Comme elle étudie dans un domaine de la santé en pénurie de main-d’œuvre, elle aurait pu par ailleurs s’attendre à bénéficier du programme de bourses Perspective Québec, visant notamment à augmenter le nombre de personnes qualifiées dans des services publics essentiels. Mais étrangement, même s’il n’y a pas plus essentiel qu’un technicien ambulancier paramédical, les soins préhospitaliers d’urgence ne font pas partie de la liste des programmes admissibles.

Ajoutez à cela le fait que la formation de Rosalie comprend un stage de 300 heures (avec un minimum de 30 heures par semaine), qui demeure non rémunéré, bien qu’il s’agisse d’un vrai travail très exigeant qui vient soulager un réseau de la santé surmené.

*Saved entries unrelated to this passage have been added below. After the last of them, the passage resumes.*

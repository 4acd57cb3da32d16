//! Post lifecycle scheduler.
//!
//! A tick reads every due post (scheduled, `scheduled_at <= now`), hands each
//! one to the publishing gateway and then moves it to `Published` through the
//! store's conditional update. Posts are processed independently and
//! concurrently; one post failing never stops the others. Only a failed read
//! of the due set aborts a tick.
//!
//! Ticks never overlap: the periodic runner uses [`PublishScheduler::try_tick`],
//! which skips while a tick is in flight, and manual triggers use
//! [`PublishScheduler::tick`], which waits for it.

use std::sync::{Arc, RwLock};
use std::time::Duration;

use chrono::{DateTime, TimeDelta, Utc};
use futures::future::join_all;
use tokio::sync::{Mutex, Semaphore};

use crate::domain::Post;
use crate::error::{ConfigError, RepoError, SchedulerError};
use crate::ports::{
    Clock, PostPublisher, PostRepository, PublishEventSink, PublishOutcome, PublishRecord,
    StatusCounts, Transition,
};

pub const DEFAULT_TICK_INTERVAL: Duration = Duration::from_secs(30);

/// Tuning knobs for the scheduler.
#[derive(Debug, Clone)]
pub struct SchedulerSettings {
    interval: Duration,
    /// Maximum publish attempts processed at once within a tick.
    pub max_concurrency: usize,
    /// Failed attempts after which a post goes back to draft. `None` retries forever.
    pub max_attempts: Option<u32>,
}

impl SchedulerSettings {
    pub fn new(interval: Duration) -> Result<Self, ConfigError> {
        if interval.is_zero() {
            return Err(ConfigError::NonPositiveInterval);
        }
        Ok(Self {
            interval,
            max_concurrency: 4,
            max_attempts: None,
        })
    }

    pub fn with_max_concurrency(mut self, n: usize) -> Self {
        self.max_concurrency = n.max(1);
        self
    }

    pub fn with_max_attempts(mut self, max: Option<u32>) -> Self {
        self.max_attempts = max.filter(|m| *m > 0);
        self
    }

    pub fn interval(&self) -> Duration {
        self.interval
    }
}

impl Default for SchedulerSettings {
    fn default() -> Self {
        Self {
            interval: DEFAULT_TICK_INTERVAL,
            max_concurrency: 4,
            max_attempts: None,
        }
    }
}

/// Everything that happened in one tick.
#[derive(Debug, Clone)]
pub struct TickReport {
    pub started_at: DateTime<Utc>,
    pub records: Vec<PublishRecord>,
}

impl TickReport {
    pub fn processed(&self) -> usize {
        self.records.len()
    }

    pub fn published(&self) -> usize {
        self.count(|o| matches!(o, PublishOutcome::Published { .. }))
    }

    pub fn skipped(&self) -> usize {
        self.count(|o| matches!(o, PublishOutcome::Skipped { .. }))
    }

    pub fn failed(&self) -> usize {
        self.count(|o| matches!(o, PublishOutcome::Failed { .. }))
    }

    fn count(&self, outcome: impl Fn(&PublishOutcome) -> bool) -> usize {
        self.records.iter().filter(|r| outcome(&r.outcome)).count()
    }
}

/// Health snapshot for admins.
#[derive(Debug, Clone)]
pub struct SchedulerStats {
    pub counts: StatusCounts,
    /// Scheduled posts that missed at least one tick interval.
    pub overdue: u64,
    pub upcoming_24h: u64,
    pub last_tick_at: Option<DateTime<Utc>>,
    pub interval: Duration,
}

pub struct PublishScheduler {
    posts: Arc<dyn PostRepository>,
    publisher: Arc<dyn PostPublisher>,
    events: Arc<dyn PublishEventSink>,
    clock: Arc<dyn Clock>,
    settings: SchedulerSettings,
    tick_lock: Mutex<()>,
    last_tick_at: RwLock<Option<DateTime<Utc>>>,
}

impl PublishScheduler {
    pub fn new(
        posts: Arc<dyn PostRepository>,
        publisher: Arc<dyn PostPublisher>,
        events: Arc<dyn PublishEventSink>,
        clock: Arc<dyn Clock>,
        settings: SchedulerSettings,
    ) -> Self {
        Self {
            posts,
            publisher,
            events,
            clock,
            settings,
            tick_lock: Mutex::new(()),
            last_tick_at: RwLock::new(None),
        }
    }

    pub fn settings(&self) -> &SchedulerSettings {
        &self.settings
    }

    /// Run a tick, waiting for any in-flight tick to finish first.
    pub async fn tick(&self) -> Result<TickReport, SchedulerError> {
        let _guard = self.tick_lock.lock().await;
        self.run_tick().await
    }

    /// Run a tick unless one is already in flight.
    pub async fn try_tick(&self) -> Option<Result<TickReport, SchedulerError>> {
        let _guard = self.tick_lock.try_lock().ok()?;
        Some(self.run_tick().await)
    }

    /// Wait until no tick is running.
    pub async fn wait_idle(&self) {
        drop(self.tick_lock.lock().await);
    }

    /// Timestamp of the last tick that completed.
    pub fn last_tick_at(&self) -> Option<DateTime<Utc>> {
        *self.last_tick_at.read().unwrap_or_else(|e| e.into_inner())
    }

    pub async fn stats(&self) -> Result<SchedulerStats, RepoError> {
        let now = self.clock.now();
        let counts = self.posts.count_by_status().await?;
        let overdue = self
            .posts
            .find_overdue(cutoff(now, self.settings.interval))
            .await?
            .len() as u64;
        let upcoming_24h = self
            .posts
            .count_scheduled_between(now, now + TimeDelta::hours(24))
            .await?;

        Ok(SchedulerStats {
            counts,
            overdue,
            upcoming_24h,
            last_tick_at: self.last_tick_at(),
            interval: self.settings.interval,
        })
    }

    /// Scheduled posts whose time passed more than `threshold` ago
    /// (default: one tick interval).
    pub async fn overdue_posts(&self, threshold: Option<Duration>) -> Result<Vec<Post>, RepoError> {
        let threshold = threshold.unwrap_or(self.settings.interval);
        self.posts
            .find_overdue(cutoff(self.clock.now(), threshold))
            .await
    }

    async fn run_tick(&self) -> Result<TickReport, SchedulerError> {
        let now = self.clock.now();
        let due = self
            .posts
            .find_due(now)
            .await
            .map_err(SchedulerError::StoreRead)?;

        let permits = Semaphore::new(self.settings.max_concurrency.max(1));
        let attempts: Vec<_> = due
            .into_iter()
            .map(|post| self.process(post, now, &permits))
            .collect();
        let records = join_all(attempts).await;

        *self.last_tick_at.write().unwrap_or_else(|e| e.into_inner()) = Some(now);
        Ok(TickReport {
            started_at: now,
            records,
        })
    }

    async fn process(&self, post: Post, now: DateTime<Utc>, permits: &Semaphore) -> PublishRecord {
        let _permit = permits.acquire().await.ok();

        let outcome = match self.publisher.publish(&post).await {
            Ok(external_id) => {
                match self
                    .posts
                    .try_publish(post.id, now, Some(external_id.clone()))
                    .await
                {
                    Ok(Transition::Applied(_)) => PublishOutcome::Published {
                        external_id: Some(external_id),
                    },
                    Ok(Transition::Conflict { current }) => PublishOutcome::Skipped {
                        reason: format!("post is {current} and no longer due"),
                    },
                    Ok(Transition::NotFound) => PublishOutcome::Skipped {
                        reason: "post no longer exists".to_string(),
                    },
                    Err(e) => self.fail(&post, e.to_string(), now).await,
                }
            }
            Err(e) => self.fail(&post, e.to_string(), now).await,
        };

        let record = PublishRecord {
            post_id: post.id,
            outcome,
            at: now,
        };
        self.events.record(&record);
        record
    }

    async fn fail(&self, post: &Post, error: String, now: DateTime<Utc>) -> PublishOutcome {
        let attempts = match self.posts.record_failure(post.id, &error, now).await {
            Ok(Transition::Applied(stored)) => Some(stored.publish_attempts),
            Ok(Transition::Conflict { current }) => {
                tracing::warn!(post_id = %post.id, %current, "Failure not recorded, post changed");
                None
            }
            Ok(Transition::NotFound) => {
                tracing::warn!(post_id = %post.id, "Failure not recorded, post is gone");
                None
            }
            Err(e) => {
                tracing::warn!(post_id = %post.id, error = %e, "Failed to record publish failure");
                None
            }
        };

        let exhausted = matches!(
            (attempts, self.settings.max_attempts),
            (Some(n), Some(max)) if n >= max
        );
        let reverted_to_draft = exhausted
            && matches!(
                self.posts.unschedule(post.id, now).await,
                Ok(Transition::Applied(_))
            );

        PublishOutcome::Failed {
            error,
            attempts,
            reverted_to_draft,
        }
    }
}

fn cutoff(now: DateTime<Utc>, threshold: Duration) -> DateTime<Utc> {
    TimeDelta::from_std(threshold)
        .ok()
        .and_then(|d| now.checked_sub_signed(d))
        .unwrap_or(DateTime::<Utc>::MIN_UTC)
}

Alors qu’elle en est à la dernière année d’une formation technique de trois ans très stressante, Rosalie se sent épuisée. Il ne se passe pas un jour sans qu’elle se demande si elle va y arriver.

Dans ces conditions, il faut plus que vouloir devenir paramédical. Je commence à me dire qu’il faut peut-être, en fait, être fou pour faire ce que je suis en train de faire…

Rosalie Lavoie

La difficulté d’accès aux études des mères qui sont chefs de famille monoparentale n’est pas exactement un nouveau phénomène. Des Rosalie à bout de souffle, Sylvie Lévesque en a vu beaucoup avec les années. Directrice générale de la Fédération des associations de familles monoparentales et recomposées du Québec, elle se bat depuis 30 ans pour une véritable égalité d’accès aux études pour les parents étudiants.

Certains combats ont été gagnés après de longues années de lutte. Mais d’autres demeurent plus que jamais d’actualité.

En 2003, Sylvie Lévesque dénonçait le fait que le programme de prêts et bourses, conçu a priori pour les jeunes en formation initiale, soit peu adapté à la réalité des parents étudiants. « Dans certains cas, l’aide accordée ne suffit pas à couvrir leurs dépenses réelles, s’avérant parfois même inférieure aux montants accordés par la sécurité du revenu (aide sociale) », observait-elle.

C’est malheureusement encore vrai aujourd’hui.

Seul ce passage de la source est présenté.